Business Tax under Construction

The local business tax has serious weaknesses. It is unsuitable as a municipal tax because its revenue depends on economic cycles and fluctuates strongly. In economic crises, the revenue of cities and municipalities regularly slumps, which usually leads to municipalities reducing their investments. This is also harmful to the economy as a whole.

In addition, revenue is distributed highly unevenly. In 2019, Wolfsburg had per capita business tax revenue of 1,231 euros, while in Gelsenkirchen it was only 273 euros, and in many rural communities even less. In addition, the business tax unnecessarily complicates the tax system. In the case of partnerships, the business tax is first collected at great expense and then refunded at a flat rate. In initiatives to coordinate business taxes in Europe, for example through common tax bases, the corporate tax is an obstacle.

Replacing the tax is politically difficult, because this must go hand in hand with a reform of municipal finances. But there are convincing concepts for doing so. For example, the business tax could be replaced by a surcharge on corporate income tax and a share in local wage tax revenue. 

Transformation of the Economy Needs Modern Tax Legislation

There is a need for action on corporate taxes, not least against the backdrop of the current economic transformation. Digitalization, decarbonization, and demographic change pose major challenges for the economy. Many companies need to change their business model, make significant investments, and take risks. 

Current tax law does not provide the right framework for this. Risky investments require reliable tax relief in the form of loss offset. In Germany, however, this is severely restricted, which discriminates against risky investments and start-ups. The government often promotes research and development through complicated programs with high application costs. For many SMEs in particular, the time and effort this requires is too high. It would make sense to redirect these funds and expand tax-based research funding that involves less red tape.

Current Plans Fall Short

One positive is that the traffic light coalition wants to improve depreciation rules.

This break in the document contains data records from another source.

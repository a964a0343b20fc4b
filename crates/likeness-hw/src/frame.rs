//! Raw grayscale frames and pixel format conversion.

use std::time::Instant;

/// One grayscale frame as delivered by the camera.
#[derive(Debug, Clone)]
pub struct GrayFrame {
    /// Row-major luma, `width * height` bytes.
    pub data: Vec<u8>,
    pub width: u32,
    pub height: u32,
    /// Driver sequence number.
    pub sequence: u32,
    pub timestamp: Instant,
}

#[derive(Debug, thiserror::Error)]
pub enum FrameError {
    #[error("invalid {format} buffer length: expected {expected}, got {actual}")]
    InvalidLength {
        format: &'static str,
        expected: usize,
        actual: usize,
    },
}

fn check_len(format: &'static str, buf: &[u8], expected: usize) -> Result<(), FrameError> {
    if buf.len() < expected {
        return Err(FrameError::InvalidLength {
            format,
            expected,
            actual: buf.len(),
        });
    }
    Ok(())
}

/// 8-bit GREY: the first `width * height` bytes as-is.
pub fn grey_to_grayscale(buf: &[u8], width: u32, height: u32) -> Result<Vec<u8>, FrameError> {
    let pixels = (width * height) as usize;
    check_len("GREY", buf, pixels)?;
    Ok(buf[..pixels].to_vec())
}

/// Packed YUYV 4:2:2 (`[Y0, U, Y1, V]` per pixel pair): keep the Y bytes.
pub fn yuyv_to_grayscale(buf: &[u8], width: u32, height: u32) -> Result<Vec<u8>, FrameError> {
    let expected = (width * height * 2) as usize;
    check_len("YUYV", buf, expected)?;
    Ok(buf[..expected].iter().step_by(2).copied().collect())
}

/// 16-bit little-endian luma, reduced to its high byte.
pub fn y16_to_grayscale(buf: &[u8], width: u32, height: u32) -> Result<Vec<u8>, FrameError> {
    let expected = (width * height * 2) as usize;
    check_len("Y16", buf, expected)?;
    Ok(buf[..expected]
        .chunks_exact(2)
        .map(|px| (u16::from_le_bytes([px[0], px[1]]) >> 8) as u8)
        .collect())
}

However, according to the coalition agreement, this is to be limited to investments in climate protection and digital goods. Policymakers should reconsider this restriction and promote investments more broadly – if fiscally necessary, then less intensively.

Accelerated depreciation means that tax revenue is not lost, but rather is transferred into the future. The government participates in the companies as a silent partner, so to speak. The increasingly restrictive lending policies of banks make the financing effects of accelerated depreciation all the more important. 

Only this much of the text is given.